I actually preferred what you had before, this way we can avoid calling SeatsTimesDuration and DurationPerSeat when final seats do not exceed the maximum, or am i missing something here?

if watchCount >= watchesPerSeat { finalSeats = uint(math.Ceil(float64(watchCount) / watchesPerSeat)) additionalLatency = eventAdditionalDuration if finalSeats > maximumSeats { originalFinalSeatSeconds := SeatsTimesDuration(float64(finalSeats), additionalLatency) finalSeats = maximumSeats additionalLatency = originalFinalSeatSeconds.DurationPerSeat(float64(finalSeats)) }

I agree. And this avoids the poorly-named "maxSeats".

tkashem · 2021-10-29T15:06:17Z

staging/src/k8s.io/apiserver/pkg/util/flowcontrol/request/width_test.go

-				additionalLatencyExpected: 5 * time.Millisecond,
-			},
-		*/
+		{


this is just the uncommented version, right?

yes - modulo one ase that was adjusted to test the capping - this one:
"request verb is create, watches registered, maximum is capped"

MikeSpreitzer

This is mainly good. A few minor issues noted inline.
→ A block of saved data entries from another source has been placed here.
//! Course record model

use serde::{Deserialize, Serialize};
use std::fmt;

/// Identifier of a course record within a ledger.
///
/// Ids are millisecond timestamps taken when the record is created and are
/// never reused after the record is deleted.
#[derive(Debug, Clone, Copy, PartialEq, Eq, PartialOrd, Ord, Hash, Serialize, Deserialize)]
#[serde(transparent)]
pub struct CourseId(pub u64);

impl fmt::Display for CourseId {
    fn fmt(&self, f: &mut fmt::Formatter<'_>) -> fmt::Result {
        fmt::Display::fmt(&self.0, f)
    }
}

/// One entry in the course ledger
#[derive(Debug, Clone, PartialEq, Serialize, Deserialize)]
pub struct CourseRecord {
    /// Unique id (creation timestamp in milliseconds)
    pub id: CourseId,

    /// Course name (e.g., "Linear Algebra"); persisted under the `course` key
    #[serde(rename = "course")]
    pub name: String,

    /// Credit weight (can be fractional)
    pub credits: f64,

    /// Grade-point value (can be fractional, no bounds enforced)
    pub grade: f64,
}

impl CourseRecord {
    /// Create a new course record
    ///
    /// # Arguments
    /// * `id` - Ledger-unique id
    /// * `name` - Course name
    /// * `credits` - Credit weight
    /// * `grade` - Grade-point value
    #[must_use]
    pub const fn new(id: CourseId, name: String, credits: f64, grade: f64) -> Self {
        Self {
            id,
            name,
            credits,
            grade,
        }
    }

    /// Weighted grade points contributed by this course (`credits * grade`)
    #[must_use]
    pub fn quality_points(&self) -> f64 {
        self.credits * self.grade
    }
}
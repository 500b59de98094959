//! CLI argument definitions for `gpacalc`

use clap::{builder::BoolishValueParser, Parser, Subcommand, ValueEnum};
use std::path::PathBuf;

use gpa_ledger::config::ConfigOverrides;
use gpa_ledger::logger::Level;

/// CLI log level argument
///
/// Converts to lowercase strings for config storage and to `Level` for runtime use.
#[derive(Copy, Clone, Debug, ValueEnum, PartialEq, Eq)]
pub enum LogLevelArg {
    /// Error-level logging
    Error,
    /// Warning-level logging
    Warn,
    /// Info-level logging
    Info,
    /// Debug-level logging
    Debug,
}

impl From<LogLevelArg> for Level {
    fn from(arg: LogLevelArg) -> Self {
        match arg {
            LogLevelArg::Error => Self::Error,
            LogLevelArg::Warn => Self::Warn,
            LogLevelArg::Info => Self::Info,
            LogLevelArg::Debug => Self::Debug,
        }
    }
}

impl std::fmt::Display for LogLevelArg {
    fn fmt(&self, f: &mut std::fmt::Formatter<'_>) -> std::fmt::Result {
        write!(f, "{}", Level::from(*self))
    }
}

#[derive(Debug, Subcommand)]
pub enum ConfigSubcommand {
    /// Display configuration values.
    ///
    /// If a KEY is provided, displays only that configuration value.
    Get {
        /// Optional configuration key to display (`level`, `file`, `verbose`, `data_dir`, `precision`)
        #[arg(value_name = "KEY")]
        key: Option<String>,
    },
    /// Set a configuration value.
    Set {
        /// Configuration key to set
        #[arg(value_name = "KEY")]
        key: String,
        /// Value to set
        #[arg(value_name = "VALUE")]
        value: String,
    },
    /// Unset a configuration value.
    Unset {
        /// Configuration key to unset
        #[arg(value_name = "KEY")]
        key: String,
    },
    /// Reset configuration to defaults (requires confirmation).
    Reset,
}

#[derive(Debug, Subcommand)]
pub enum Command {
    /// Record a course.
    ///
    /// Empty values are allowed on the command line so the same
    /// validation notices as the interactive form are shown.
    Add {
        /// Course name
        #[arg(value_name = "COURSE")]
        course: String,
        /// Credit weight (e.g. 3 or 1.5)
        #[arg(value_name = "CREDITS", allow_hyphen_values = true)]
        credits: String,
        /// Grade-point value (e.g. 4 or 3.7)
        #[arg(value_name = "GRADE", allow_hyphen_values = true)]
        grade: String,
    },
    /// List recorded courses and the GPA.
    List,
    /// Delete a course by id.
    Delete {
        /// Id shown by `list`
        #[arg(value_name = "ID")]
        id: u64,
    },
    /// Print the current GPA.
    Gpa,
    /// Enter courses interactively.
    ///
    /// Prompts for course, credits and grade in turn. An empty course name
    /// on a blank form ends the session.
    Form,
    /// Manage configuration.
    ///
    /// If no subcommand is provided, displays all configuration values.
    Config {
        #[command(subcommand)]
        subcommand: Option<ConfigSubcommand>,
    },
}

#[derive(Parser, Debug)]
#[command(
    name = "gpacalc",
    about = "Record courses and keep a running, credit-weighted GPA",
    version = env!("CARGO_PKG_VERSION")
)]
pub struct Cli {
    /// Set the runtime log level (error|warn|info|debug). Falls back to config if omitted.
    #[arg(long, value_enum)]
    pub log_level: Option<LogLevelArg>,

    /// Enable verbose output (runtime only)
    #[arg(short = 'v', long = "verbose")]
    pub verbose: bool,

    /// Enable debug-level logging and runtime debug flag (shorthand)
    #[arg(long = "debug")]
    pub debug_flag: bool,

    /// Write runtime logs to a file
    #[arg(long, value_name = "PATH")]
    pub log_file: Option<PathBuf>,

    // --- Config overrides ---
    /// Override config logging level (this run only)
    #[arg(long = "config-level", value_enum)]
    pub config_level: Option<LogLevelArg>,

    /// Override config log file path
    #[arg(long = "config-log-file", value_name = "PATH")]
    pub config_log_file: Option<PathBuf>,

    /// Override config verbose flag (true/false)
    #[arg(long = "config-verbose", value_parser = BoolishValueParser::new())]
    pub config_verbose: Option<bool>,

    /// Override the directory holding the course list
    #[arg(long = "data-dir", value_name = "DIR")]
    pub data_dir: Option<PathBuf>,

    /// Override the number of decimal places used for the GPA
    #[arg(long, value_name = "DIGITS")]
    pub precision: Option<usize>,

    /// Subcommand to execute.
    #[command(subcommand)]
    pub command: Command,
}

impl Cli {
    /// Convert CLI flags into config overrides
    ///
    /// `None` means no override for that value.
    pub fn to_config_overrides(&self) -> ConfigOverrides {
        ConfigOverrides {
            level: self.config_level.map(|lvl| lvl.to_string()),
            file: self
                .config_log_file
                .as_ref()
                .map(|p| p.to_string_lossy().to_string()),
            verbose: self.config_verbose,
            data_dir: self
                .data_dir
                .as_ref()
                .map(|p| p.to_string_lossy().to_string()),
            precision: self.precision,
        }
    }
}
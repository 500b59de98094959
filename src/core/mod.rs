//! Core module: models, ledger, persistence and configuration

pub mod config;
pub mod ledger;
pub mod models;
pub mod store;

/// Returns the current version of the `gpa-ledger` crate
#[must_use]
pub const fn get_version() -> &'static str {
    env!("CARGO_PKG_VERSION")
}
//! Library for `gpa-ledger`
//! Course ledger, GPA derivation and snapshot persistence used by the `gpacalc` CLI

pub mod core;
pub mod logger;

pub use crate::core::*;
//! Integration tests for logger behavior.

use gpa_ledger::logger::{set_level, set_level_from_str, Level};
use gpa_ledger::{debug, error, info, warn};

#[test]
fn level_parse_accepts_valid() {
    assert!(set_level_from_str("error"));
    assert!(set_level_from_str("WARN"));
    assert!(set_level_from_str("info"));
    assert!(set_level_from_str("debug"));
}

#[test]
fn level_parse_rejects_invalid() {
    assert!(!set_level_from_str("invalid"));
    assert!(!set_level_from_str(""));
}

#[test]
fn logs_do_not_panic() {
    set_level(Level::Debug);
    info!("info integration");
    warn!("warn integration");
    error!("error integration");
    debug!("debug integration");
}

#[cfg(feature = "log-debug")]
#[test]
fn debug_respects_runtime_flag() {
    use gpa_ledger::logger::{disable_debug, enable_debug, is_debug_enabled};
    set_level(Level::Debug);
    disable_debug();
    assert!(!is_debug_enabled());
    debug!("should be silent");
    enable_debug();
    assert!(is_debug_enabled());
    debug!("should emit");
}

#[cfg(feature = "file-logging")]
#[test]
fn file_logging_writes_timestamped_lines() {
    let dir = tempfile::TempDir::new().expect("Failed to create temp dir");
    let path = dir.path().join("logs").join("gpacalc.log");

    assert!(gpa_ledger::logger::init_file_logging(&path));
    // Error level passes every threshold set by the other tests
    error!("snapshot write failed in test");

    let content = std::fs::read_to_string(&path).expect("log file should exist");
    let line = content
        .lines()
        .find(|l| l.contains("snapshot write failed in test"))
        .expect("error line should be logged");
    assert!(line.contains("[ERROR]"));
    assert!(line.split_whitespace().next().unwrap().parse::<u64>().is_ok());
}
//! Input validation for new course entries

use std::fmt;
use thiserror::Error;

/// Input field of the course entry form.
///
/// Validation failures name the field that should receive focus.
#[derive(Debug, Clone, Copy, PartialEq, Eq, Hash)]
pub enum Field {
    /// Course name
    Course,
    /// Credit weight
    Credits,
    /// Grade-point value
    Grade,
}

impl Field {
    /// Fields in entry and validation order
    pub const ORDER: [Self; 3] = [Self::Course, Self::Credits, Self::Grade];

    /// Human-readable label
    #[must_use]
    pub const fn label(self) -> &'static str {
        match self {
            Self::Course => "Course",
            Self::Credits => "Credits",
            Self::Grade => "Grade",
        }
    }

    /// Field that follows this one when the user submits it, if any
    #[must_use]
    pub const fn next(self) -> Option<Self> {
        match self {
            Self::Course => Some(Self::Credits),
            Self::Credits => Some(Self::Grade),
            Self::Grade => None,
        }
    }
}

impl fmt::Display for Field {
    fn fmt(&self, f: &mut fmt::Formatter<'_>) -> fmt::Result {
        f.write_str(self.label())
    }
}

/// Rejection of a course entry. No ledger state changes when this is returned.
#[derive(Debug, Clone, Copy, PartialEq, Eq, Error)]
pub enum ValidationError {
    /// Course name is empty
    #[error("course name is missing")]
    MissingName,
    /// Credits text is empty
    #[error("credits are missing")]
    MissingCredits,
    /// Grade text is empty
    #[error("grade is missing")]
    MissingGrade,
    /// Text has no leading number, or the number is not finite
    #[error("{0} is not a number")]
    NotANumber(Field),
}

/// Label of the single button on a validation notice
pub const DISMISS_LABEL: &str = "OK";

impl ValidationError {
    /// Field that should receive focus
    #[must_use]
    pub const fn field(self) -> Field {
        match self {
            Self::MissingName => Field::Course,
            Self::MissingCredits => Field::Credits,
            Self::MissingGrade => Field::Grade,
            Self::NotANumber(field) => field,
        }
    }

    /// Title of the user-facing notice
    #[must_use]
    pub const fn title(self) -> &'static str {
        match self {
            Self::MissingName => "Lost in Class?",
            Self::MissingCredits => "Credits Gone Missing?",
            Self::MissingGrade => "Grade? What Grade?",
            Self::NotANumber(_) => "That's Not a Number",
        }
    }

    /// Body of the user-facing notice
    #[must_use]
    pub const fn message(self) -> &'static str {
        match self {
            Self::MissingName => {
                "Oops! Forgot to name your course? Give it a title before you submit!"
            }
            Self::MissingCredits => "Wait! No credits? Add them before you hit submit!",
            Self::MissingGrade => {
                "No grade, no glory! Don't forget to add your grade before submitting!"
            }
            Self::NotANumber(Field::Credits) => "Credits need to be a number, like 3 or 1.5.",
            Self::NotANumber(_) => "Grades need to be a number, like 4 or 3.7.",
        }
    }
}

/// A validated course entry, ready to be given an id
#[derive(Debug, Clone, PartialEq)]
pub struct ValidEntry {
    /// Course name, surrounding whitespace removed
    pub name: String,
    /// Parsed credits
    pub credits: f64,
    /// Parsed grade
    pub grade: f64,
}

/// Validate raw form text.
///
/// Emptiness is checked first for all three fields in order (course,
/// credits, grade); numbers are only parsed once every field is present.
///
/// # Errors
/// Returns the first failure found
pub fn validate(name: &str, credits_text: &str, grade_text: &str) -> Result<ValidEntry, ValidationError> {
    if name.is_empty() {
        return Err(ValidationError::MissingName);
    }
    if credits_text.is_empty() {
        return Err(ValidationError::MissingCredits);
    }
    if grade_text.is_empty() {
        return Err(ValidationError::MissingGrade);
    }

    let credits =
        parse_leading_number(credits_text).ok_or(ValidationError::NotANumber(Field::Credits))?;
    let grade =
        parse_leading_number(grade_text).ok_or(ValidationError::NotANumber(Field::Grade))?;

    Ok(ValidEntry {
        name: name.to_string(),
        credits,
        grade,
    })
}

/// Parse the longest numeric prefix of `text`, ignoring leading whitespace.
///
/// `"3abc"` parses as 3 and `"2.5 credits"` as 2.5. Returns `None` when no
/// digits lead the text or the value is not finite.
#[must_use]
pub fn parse_leading_number(text: &str) -> Option<f64> {
    let s = text.trim_start();
    let bytes = s.as_bytes();
    let mut end = 0;

    if matches!(bytes.first(), Some(b'+' | b'-')) {
        end = 1;
    }

    let int_start = end;
    while end < bytes.len() && bytes[end].is_ascii_digit() {
        end += 1;
    }
    let mut digits = end - int_start;

    if end < bytes.len() && bytes[end] == b'.' {
        let frac_start = end + 1;
        let mut frac_end = frac_start;
        while frac_end < bytes.len() && bytes[frac_end].is_ascii_digit() {
            frac_end += 1;
        }
        digits += frac_end - frac_start;
        end = frac_end;
    }

    if digits == 0 {
        return None;
    }

    // Exponent only counts when at least one digit follows it
    if end < bytes.len() && matches!(bytes[end], b'e' | b'E') {
        let mut exp_end = end + 1;
        if matches!(bytes.get(exp_end), Some(b'+' | b'-')) {
            exp_end += 1;
        }
        let exp_digits = exp_end;
        while exp_end < bytes.len() && bytes[exp_end].is_ascii_digit() {
            exp_end += 1;
        }
        if exp_end > exp_digits {
            end = exp_end;
        }
    }

    s[..end].parse::<f64>().ok().filter(|v| v.is_finite())
}
//! Persistent store adapter
//!
//! The ledger keeps one serialized snapshot of the whole course list under a
//! single key. Backends implement [`KeyValueStore`]; the ledger only ever sees
//! the trait object.

pub mod file;
pub mod memory;
pub mod snapshot;
pub mod sync;

use async_trait::async_trait;
use thiserror::Error;

pub use file::FileStore;
pub use memory::MemoryStore;
pub use snapshot::SnapshotError;
pub use sync::{PendingWrite, SnapshotWriter};

/// Key under which the course list snapshot is stored
pub const COURSE_LIST_KEY: &str = "course-list";

/// Errors raised by store backends and the snapshot writer
#[derive(Debug, Error)]
pub enum StoreError {
    /// The stored snapshot could not be read from the backend
    #[error("failed to read '{key}' from store: {source}")]
    Read {
        /// Key being read
        key: String,
        /// Underlying I/O failure
        #[source]
        source: std::io::Error,
    },

    /// The snapshot could not be written to the backend
    #[error("failed to write '{key}' to store: {source}")]
    Write {
        /// Key being written
        key: String,
        /// Underlying I/O failure
        #[source]
        source: std::io::Error,
    },

    /// The stored value is not a valid snapshot
    #[error(transparent)]
    Snapshot(#[from] SnapshotError),

    /// The backend refused the operation for a reason of its own
    #[error("store unavailable: {0}")]
    Unavailable(String),

    /// The background writer stopped before acknowledging the write
    #[error("snapshot writer stopped before the write completed")]
    WriterClosed,
}

/// Asynchronous key-value text store.
///
/// `read` returns `Ok(None)` when nothing has been stored under `key` yet
/// (first run).
#[async_trait]
pub trait KeyValueStore: Send + Sync + 'static {
    /// Read the value stored under `key`.
    async fn read(&self, key: &str) -> Result<Option<String>, StoreError>;

    /// Replace the value stored under `key`.
    async fn write(&self, key: &str, value: &str) -> Result<(), StoreError>;
}
//! In-memory store backend

use super::{KeyValueStore, StoreError};
use async_trait::async_trait;
use std::collections::HashMap;
use tokio::sync::RwLock;

/// Volatile store backed by a `HashMap`, used for tests and embedding.
#[derive(Debug, Default)]
pub struct MemoryStore {
    entries: RwLock<HashMap<String, String>>,
}

impl MemoryStore {
    /// Create an empty store
    #[must_use]
    pub fn new() -> Self {
        Self::default()
    }

    /// Create a store pre-populated with one value
    #[must_use]
    pub fn with_value(key: &str, value: &str) -> Self {
        let mut entries = HashMap::new();
        entries.insert(key.to_string(), value.to_string());
        Self {
            entries: RwLock::new(entries),
        }
    }

    /// Current value under `key`, if any
    pub async fn get(&self, key: &str) -> Option<String> {
        self.entries.read().await.get(key).cloned()
    }
}

#[async_trait]
impl KeyValueStore for MemoryStore {
    async fn read(&self, key: &str) -> Result<Option<String>, StoreError> {
        Ok(self.get(key).await)
    }

    async fn write(&self, key: &str, value: &str) -> Result<(), StoreError> {
        self.entries
            .write()
            .await
            .insert(key.to_string(), value.to_string());
        Ok(())
    }
}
MikeSpreitzer · 2021-10-29T18:55:47Z

staging/src/k8s.io/apiserver/pkg/util/flowcontrol/request/seat_seconds.go

+
+// SeatSeconds is a measure of work, in units of seat-seconds, using a fixed-point representation.
+// `SeatSeconds(n)` represents `n/ssScale` seat-seconds.
+// The constants `ssScale` and `ssScaleDigits` are private to the implementation here,


BTW, I forgot to remove the mention of "ssScaleDigits" from this comment when that constant was removed in the original drafting.

MikeSpreitzer · 2021-10-29T19:00:24Z

staging/src/k8s.io/apiserver/pkg/util/flowcontrol/request/mutating_work_estimator.go

@@ -24,27 +24,36 @@ import (
 	apirequest "k8s.io/apiserver/pkg/endpoints/request"
 )

+const (
+	watchesPerSeat          = 10.0
+	eventAdditionalDuration = 5 * time.Millisecond


I like "notification" better than "event", since we also have a different thing called "event" and "notification" is a pretty standard and more specific term for what we are talking about here.

The terminology that is used everywhere is "watch event", not "watch notification".
So we should be consistent with the terminology that is used across the project (even if we believe that notification would be a better one).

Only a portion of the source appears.